Brief
The records sit below this line. Repeat all of them exactly.

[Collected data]
-----
//! Configuration merging and precedence handling.
//!
//! This module implements hierarchical merging of configuration sources.

use crate::config::loader::ConfigSource;
use crate::config::schema::Config;

/// Merges configuration sources according to precedence rules.
///
/// # Examples
///
/// ```
/// use tablebook::config::{Config, ConfigMerger, ExpiryConfig};
///
/// let low = Config {
///     expiry: Some(ExpiryConfig { grace_minutes: Some(30) }),
///     ..Default::default()
/// };
/// let high = Config {
///     expiry: Some(ExpiryConfig { grace_minutes: Some(15) }),
///     ..Default::default()
/// };
///
/// let mut result = low;
/// ConfigMerger::merge_into(&mut result, &high);
/// assert_eq!(result.expiry.unwrap().grace_minutes, Some(15));
/// ```
pub struct ConfigMerger;

impl ConfigMerger {
    /// Merge multiple configuration sources into final config.
    ///
    /// Sources should be provided in order from lowest to highest precedence.
    #[must_use]
    pub fn merge(sources: Vec<ConfigSource>) -> Config {
        let mut result = Config::default();

        for source in sources {
            Self::merge_into(&mut result, &source.config);
        }

        result
    }

    /// Merge source config into target (source overwrites target).
    ///
    /// # Merging Rules
    ///
    /// - Simple fields: source overwrites if Some
    /// - Hours: atomic replacement, both sessions together
    /// - Tables: complete replacement, never a union of registries
    /// - Expiry: field-by-field merge
    pub fn merge_into(target: &mut Config, source: &Config) {
        if source.hours.is_some() {
            target.hours.clone_from(&source.hours);
        }

        if source.tables.is_some() {
            target.tables.clone_from(&source.tables);
        }

        if let Some(ref expiry) = source.expiry {
            let target_expiry = target.expiry.get_or_insert_with(Default::default);
            if expiry.grace_minutes.is_some() {
                target_expiry.grace_minutes = expiry.grace_minutes;
            }
        }

        if source.log_mode.is_some() {
            target.log_mode = source.log_mode;
        }
    }
}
-----
Output for this task
//! Configuration merging and precedence handling.
//!
//! This module implements hierarchical merging of configuration sources.

use crate::config::loader::ConfigSource;
use crate::config::schema::Config;

/// Merges configuration sources according to precedence rules.
///
/// # Examples
///
/// ```
/// use tablebook::config::{Config, ConfigMerger, ExpiryConfig};
///
/// let low = Config {
///     expiry: Some(ExpiryConfig { grace_minutes: Some(30) }),
///     ..Default::default()
/// };
/// let high = Config {
///     expiry: Some(ExpiryConfig { grace_minutes: Some(15) }),
///     ..Default::default()
/// };
///
/// let mut result = low;
/// ConfigMerger::merge_into(&mut result, &high);
/// assert_eq!(result.expiry.unwrap().grace_minutes, Some(15));
/// ```
pub struct ConfigMerger;

impl ConfigMerger {
    /// Merge multiple configuration sources into final config.
    ///
    /// Sources should be provided in order from lowest to highest precedence.
    #[must_use]
    pub fn merge(sources: Vec<ConfigSource>) -> Config {
        let mut result = Config::default();

        for source in sources {
            Self::merge_into(&mut result, &source.config);
        }

        result
    }

    /// Merge source config into target (source overwrites target).
    ///
    /// # Merging Rules
    ///
    /// - Simple fields: source overwrites if Some
    /// - Hours: atomic replacement, both sessions together
    /// - Tables: complete replacement, never a union of registries
    /// - Expiry: field-by-field merge
    pub fn merge_into(target: &mut Config, source: &Config) {
        if source.hours.is_some() {
            target.hours.clone_from(&source.hours);
        }

        if source.tables.is_some() {
            target.tables.clone_from(&source.tables);
        }

        if let Some(ref expiry) = source.expiry {
            let target_expiry = target.expiry.get_or_insert_with(Default::default);
            if expiry.grace_minutes.is_some() {
                target_expiry.grace_minutes = expiry.grace_minutes;
            }
        }

        if source.log_mode.is_some() {
            target.log_mode = source.log_mode;
        }
    }
}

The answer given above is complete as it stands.